La Gazette des communes #2686 : Et si la grogne citoyenne nourrissait l'action publique..


Auteur : Hervé Jouanneau


Périodiques
Année : 2023
Editeur : ED LE MONITEUR MONITER
Description : L'annonce a fait l'effet d'une bombe parmi les élus de banlieue. Trois mois après les violences urbaines qui ont ébranlé le pays et remis sous les projecteurs ceux que l'on a coutume d'appeler les territoires oubliés de la République, la décision prise par l'Elysée d'annuler le comité interministériel des villes (CIV) du 9 octobre a sonné le glas d'une confiance déjà bien érodée entre l'exécutif et les acteurs de terrain. Le rendez-vous, promis cet été pour répondre aux grands enjeux de la politique de la ville, avait pourtant fait l'objet d'une série de rencontres et de concertations encourageantes. Mais le chef de l'Etat en a voulu autrement, imposant à la dernière minute un nouveau report, le quatrième en un an, au profit d'un temps d'échange sans envergure - pompeusement baptisé « Conseil national de la refondation » -dédié aux émeutes. COLÈRE. Sidérés, les maires de banlieue qui, depuis la violente poussée de fièvre de juillet, nourrissent l'espoir que le gouvernement prenne pleinement conscience du malaise des quartiers, ne décolèrent pas. Et fustigent, à l'instar du maire de Grigny, Philippe Rio, « le mépris et l'indifférence du pouvoir pour les quartiers populaires ! » Comment expliquer ce nouveau rendez-vous manqué ? Les observateurs les mieux informés expliquent que le Président aurait demandé à son gouvernement de revoir la copie, pas suffisamment ambitieuse. D'autres ne veulent y voir qu'une péripétie calendaire, le CIV étant « repoussé de quelques semaines », sans doute fin octobre, affirme-t-on à Matignon. On le saura très vite. Si le chef de l'Etat tergiverse autant pour proposer une solution aux émeutes, c'est peut-être parce qu'il n'en a pas.

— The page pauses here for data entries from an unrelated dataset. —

//! # Operator Commands
//!
//! Commands the operator can issue, either typed at the console or replayed from a script. The
//! same parser serves both, so a script line such as `7.0: press w;` means exactly what typing
//! `press w` would.

// ---------------------------------------------------------------------------
// IMPORTS
// ---------------------------------------------------------------------------

use log::{info, warn};
use rustyline::{error::ReadlineError, DefaultEditor};
use std::str::FromStr;
use std::sync::mpsc::Sender;
use std::thread::{self, JoinHandle};
use std::time::Instant;
use structopt::{clap::AppSettings, StructOpt};

use crate::{
    ctrl_state::{ControlState, DriveKey},
    link_client::Link,
    session_ctrl::{SessionCtrl, SessionState},
};

// ---------------------------------------------------------------------------
// CONSTANTS
// ---------------------------------------------------------------------------

const PROMPT: &str = "teleop $ ";

// ---------------------------------------------------------------------------
// ENUMS
// ---------------------------------------------------------------------------

/// A command issued by the operator.
#[derive(Debug, Clone, PartialEq, StructOpt)]
#[structopt(
    name = "op",
    global_settings = &[AppSettings::DisableVersion, AppSettings::VersionlessSubcommands]
)]
pub enum OperatorCmd {
    /// Scan for robots
    #[structopt(name = "scan")]
    Scan,

    /// Connect to a robot found by the last scan, the first one if no name is given
    #[structopt(name = "connect")]
    Connect { name: Option<String> },

    /// Stop the robot and close the connection
    #[structopt(name = "disconnect")]
    Disconnect,

    /// Hold down one or more drive keys (w, a, s, d)
    #[structopt(name = "press")]
    Press {
        #[structopt(required = true)]
        keys: Vec<DriveKey>,
    },

    /// Let go of one or more drive keys
    #[structopt(name = "release")]
    Release {
        #[structopt(required = true)]
        keys: Vec<DriveKey>,
    },

    /// Emergency stop, releases every key and zeroes both axes
    #[structopt(name = "stop")]
    Stop,

    /// Set the speed used by the drive keys, 0 to 100
    #[structopt(name = "speed", setting = AppSettings::AllowNegativeNumbers)]
    Speed { value: i32 },

    /// Show connection status and current demands
    #[structopt(name = "status")]
    Status,

    /// Disconnect if needed and exit
    #[structopt(name = "quit")]
    Quit,
}

/// What the control loop should do after a command.
#[derive(Debug, Clone, Copy, PartialEq, Eq)]
pub enum Flow {
    Continue,
    Quit,
}

// ---------------------------------------------------------------------------
// IMPLS
// ---------------------------------------------------------------------------

impl FromStr for OperatorCmd {
    type Err = structopt::clap::Error;

    fn from_str(s: &str) -> Result<Self, Self::Err> {
        OperatorCmd::from_iter_safe(std::iter::once("op").chain(s.split_whitespace()))
    }
}

// ---------------------------------------------------------------------------
// PUBLIC FUNCTIONS
// ---------------------------------------------------------------------------

/// Carry out a single operator command.
///
/// Commands which aren't allowed in the current state are reported and
/// ignored, they never stop the control loop.
pub fn exec<L: Link>(
    cmd: &OperatorCmd,
    ctrl: &mut ControlState,
    sess: &mut SessionCtrl<L>,
    now: Instant,
) -> Flow {
    let result = match cmd {
        OperatorCmd::Scan => sess.scan(),
        OperatorCmd::Connect { name } => sess.connect(name.as_deref()),
        OperatorCmd::Disconnect => sess.disconnect(now),
        OperatorCmd::Press { keys } => {
            for k in keys {
                ctrl.press(*k);
            }
            Ok(())
        }
        OperatorCmd::Release { keys } => {
            for k in keys {
                ctrl.release(*k);
            }
            Ok(())
        }
        OperatorCmd::Stop => {
            ctrl.emergency_stop();
            sess.emergency_stop(now);
            Ok(())
        }
        OperatorCmd::Speed { value } => {
            ctrl.set_speed(*value);
            Ok(())
        }
        OperatorCmd::Status => {
            info!("{}", status_line(ctrl, sess));
            Ok(())
        }
        OperatorCmd::Quit => return Flow::Quit,
    };

    if let Err(e) = result {
        warn!("Cannot {:?}: {}", cmd, e);
    }

    Flow::Continue
}

/// One line summary of the connection and the current demands.
pub fn status_line<L: Link>(ctrl: &ControlState, sess: &SessionCtrl<L>) -> String {
    let peer = match (sess.state(), sess.peer()) {
        (SessionState::Disconnected, _) | (_, None) => String::new(),
        (_, Some(d)) => format!(" to {}", d.name),
    };

    let held: String = ctrl.held_keys().iter().map(|k| k.key_char()).collect();

    format!(
        "Status: {}{}  {}  Keys: [{}]",
        sess.state(),
        peer,
        ctrl.readout(),
        held
    )
}

/// Start the console thread, which reads commands from the terminal and forwards them on `tx`.
///
/// Ctrl-C and Ctrl-D are forwarded as [`OperatorCmd::Quit`].
pub fn spawn_console(tx: Sender<OperatorCmd>) -> std::io::Result<JoinHandle<()>> {
    thread::Builder::new()
        .name("console".into())
        .spawn(move || console(tx))
}

// ---------------------------------------------------------------------------
// PRIVATE FUNCTIONS
// ---------------------------------------------------------------------------

fn console(tx: Sender<OperatorCmd>) {
    let mut rl = match DefaultEditor::new() {
        Ok(rl) => rl,
        Err(e) => {
            warn!("Console unavailable: {}", e);
            tx.send(OperatorCmd::Quit).ok();
            return;
        }
    };

    loop {
        let cmd = match rl.readline(PROMPT) {
            Ok(line) => {
                if line.trim().is_empty() {
                    continue;
                }
                rl.add_history_entry(line.as_str()).ok();

                match line.parse::<OperatorCmd>() {
                    Ok(c) => c,
                    Err(e) => {
                        // Includes help output, which clap reports as an error
                        println!("{}", e.message);
                        continue;
                    }
                }
            }
            Err(ReadlineError::Interrupted) | Err(ReadlineError::Eof) => OperatorCmd::Quit,
            Err(e) => {
                warn!("Console error: {}", e);
                OperatorCmd::Quit
            }
        };

        let quit = cmd == OperatorCmd::Quit;

        // The control loop has gone, nobody is listening
        if tx.send(cmd).is_err() || quit {
            break;
        }
    }
}

// ---------------------------------------------------------------------------
// TESTS
// ---------------------------------------------------------------------------

#[cfg(test)]
mod test {
    use super::*;
    use crate::{dispatch::{SendTicket, Snapshot, SnapshotSink}, params::GndExecParams};
    use comms_if::link::LinkError;
    use std::time::Duration;

    #[derive(Default)]
    struct NullLink {
        sends: Vec<SendTicket>,
    }

    impl SnapshotSink for NullLink {
        fn begin_send(&mut self, ticket: SendTicket) -> Result<(), LinkError> {
            self.sends.push(ticket);
            Ok(())
        }
    }

    impl Link for NullLink {
        fn request_scan(&mut self, _timeout: Duration) -> Result<(), LinkError> {
            Ok(())
        }

        fn request_connect(&mut self, _address: &str) -> Result<(), LinkError> {
            Ok(())
        }

        fn request_disconnect(&mut self) -> Result<(), LinkError> {
            Ok(())
        }
    }

    #[test]
    fn test_parse() {
        assert_eq!("scan".parse::<OperatorCmd>().unwrap(), OperatorCmd::Scan);
        assert_eq!(
            "connect Robot-1".parse::<OperatorCmd>().unwrap(),
            OperatorCmd::Connect {
                name: Some("Robot-1".into())
            }
        );
        assert_eq!(
            "connect".parse::<OperatorCmd>().unwrap(),
            OperatorCmd::Connect { name: None }
        );
        assert_eq!(
            "press w D".parse::<OperatorCmd>().unwrap(),
            OperatorCmd::Press {
                keys: vec![DriveKey::Forward, DriveKey::Right]
            }
        );
        assert_eq!(
            "  speed   40 ".parse::<OperatorCmd>().unwrap(),
            OperatorCmd::Speed { value: 40 }
        );
        assert_eq!(
            "speed -5".parse::<OperatorCmd>().unwrap(),
            OperatorCmd::Speed { value: -5 }
        );
    }

    #[test]
    fn test_parse_errors() {
        assert!("press".parse::<OperatorCmd>().is_err());
        assert!("press q".parse::<OperatorCmd>().is_err());
        assert!("speed fast".parse::<OperatorCmd>().is_err());
        assert!("launch".parse::<OperatorCmd>().is_err());
    }

    #[test]
    fn test_exec_keys_and_stop() {
        let mut ctrl = ControlState::new(50);
        let mut sess = SessionCtrl::new(NullLink::default(), &GndExecParams::default());
        let now = Instant::now();

        let press = OperatorCmd::Press {
            keys: vec![DriveKey::Forward, DriveKey::Left],
        };
        assert_eq!(exec(&press, &mut ctrl, &mut sess, now), Flow::Continue);
        assert_eq!(ctrl.recompute(), Snapshot::new(50, -50));

        exec(&OperatorCmd::Stop, &mut ctrl, &mut sess, now);
        assert!(ctrl.held_keys().is_empty());
        assert_eq!(ctrl.snapshot(), Snapshot::STOP);

        // Not connected, so nothing went out
        assert!(sess.link().sends.is_empty());
    }

    #[test]
    fn test_exec_rejected_commands_continue() {
        let mut ctrl = ControlState::default();
        let mut sess = SessionCtrl::new(NullLink::default(), &GndExecParams::default());
        let now = Instant::now();

        assert_eq!(exec(&OperatorCmd::Disconnect, &mut ctrl, &mut sess, now), Flow::Continue);
        assert_eq!(
            exec(&OperatorCmd::Connect { name: None }, &mut ctrl, &mut sess, now),
            Flow::Continue
        );
        assert_eq!(sess.state(), SessionState::Disconnected);
        assert_eq!(exec(&OperatorCmd::Quit, &mut ctrl, &mut sess, now), Flow::Quit);
    }

    #[test]
    fn test_status_line() {
        let mut ctrl = ControlState::new(80);
        let sess = SessionCtrl::new(NullLink::default(), &GndExecParams::default());

        ctrl.press(DriveKey::Right);
        ctrl.recompute();

        assert_eq!(
            status_line(&ctrl, &sess),
            "Status: Disconnected  Throttle:   +0  Rotation:  +80  Speed:  80  Keys: [D]"
        );
    }
}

TROISIÈME VOIE. Au-delà, tout porte à croire qu'Emmanuel Macron s'est égaré sur une ligne de crête, à la recherche d'une troisième voie entre, d'une part, une posture « de gauche » synonyme de traitement social de la pauvreté, et, d'autre part, un choix « de droite » tablant sur un durcissement sécuritaire. A moins que la vérité ne se situe ailleurs. Car si le chef de l'Etat tergiverse autant pour proposer une solution aux émeutes, c'est peut-être aussi parce qu'il n'en a pas. Ce qui est encore moins rassurant pour les habitants des quartiers qui, chaque jour, s'enfoncent un peu plus dans la pauvreté.